//! Cadence events, phases and the common timer interface

use rand::Rng;
use serde::{Deserialize, Serialize};
use tele_core::Millis;

/// What a station should do with its generators after a step
#[derive(Debug, Clone, Copy, PartialEq, Eq, Hash, Serialize, Deserialize)]
pub enum CadenceEvent {
    /// Tone starts
    TurnOn,
    /// Tone continues
    LeaveOn,
    /// Tone stops
    TurnOff,
    /// Silence continues
    LeaveOff,
    /// Tone continues at a different frequency
    ChangeFreq,
    /// The whole sequence finished
    CycleEnd,
}

impl CadenceEvent {
    /// Whether this event changes what the generators are doing
    pub fn is_transition(self) -> bool {
        !matches!(self, CadenceEvent::LeaveOn | CadenceEvent::LeaveOff)
    }
}

/// Phase a cadence timer is in
#[derive(Debug, Clone, Copy, PartialEq, Eq, Hash, Serialize, Deserialize)]
pub enum CadenceState {
    /// Started but not yet stepped, or stopped
    Idle,
    /// First (or only) tone
    ToneA,
    /// Second tone of an alternating pattern
    ToneB,
    /// Off between tones
    Silence,
    /// Pause between digits or elements
    InterGap,
    /// Non-repeating sequence finished
    Complete,
}

impl CadenceState {
    /// Whether a tone is sounding in this phase
    pub fn is_tone(self) -> bool {
        matches!(self, CadenceState::ToneA | CadenceState::ToneB)
    }
}

/// Interface shared by every cadence flavor
///
/// A cadence is a pure function of its own state, the supplied time and the
/// supplied random source. It never touches hardware.
pub trait Cadence {
    /// Rewind to the beginning; the next step returns `TurnOn`
    fn start(&mut self, repeat: bool);

    /// Go inactive without completing
    fn stop(&mut self);

    /// Advance to `now`
    fn step<R: Rng>(&mut self, now: Millis, rng: &mut R) -> CadenceEvent;

    /// Current phase
    fn state(&self) -> CadenceState;

    /// Whether the timer is running
    fn is_active(&self) -> bool;

    /// Whether a tone is currently keyed
    fn is_transmitting(&self) -> bool;

    /// Completed cycles since construction
    fn cycles(&self) -> u32;

    /// Deadline of the current phase, if armed
    fn next_event(&self) -> Option<Millis>;
}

### How to complete this task
List each line in the listing that contains the string "Whether".

### Solution to the problem
    /// Whether this event changes what the generators are doing
    /// Whether a tone is sounding in this phase
    /// Whether the timer is running
    /// Whether a tone is currently keyed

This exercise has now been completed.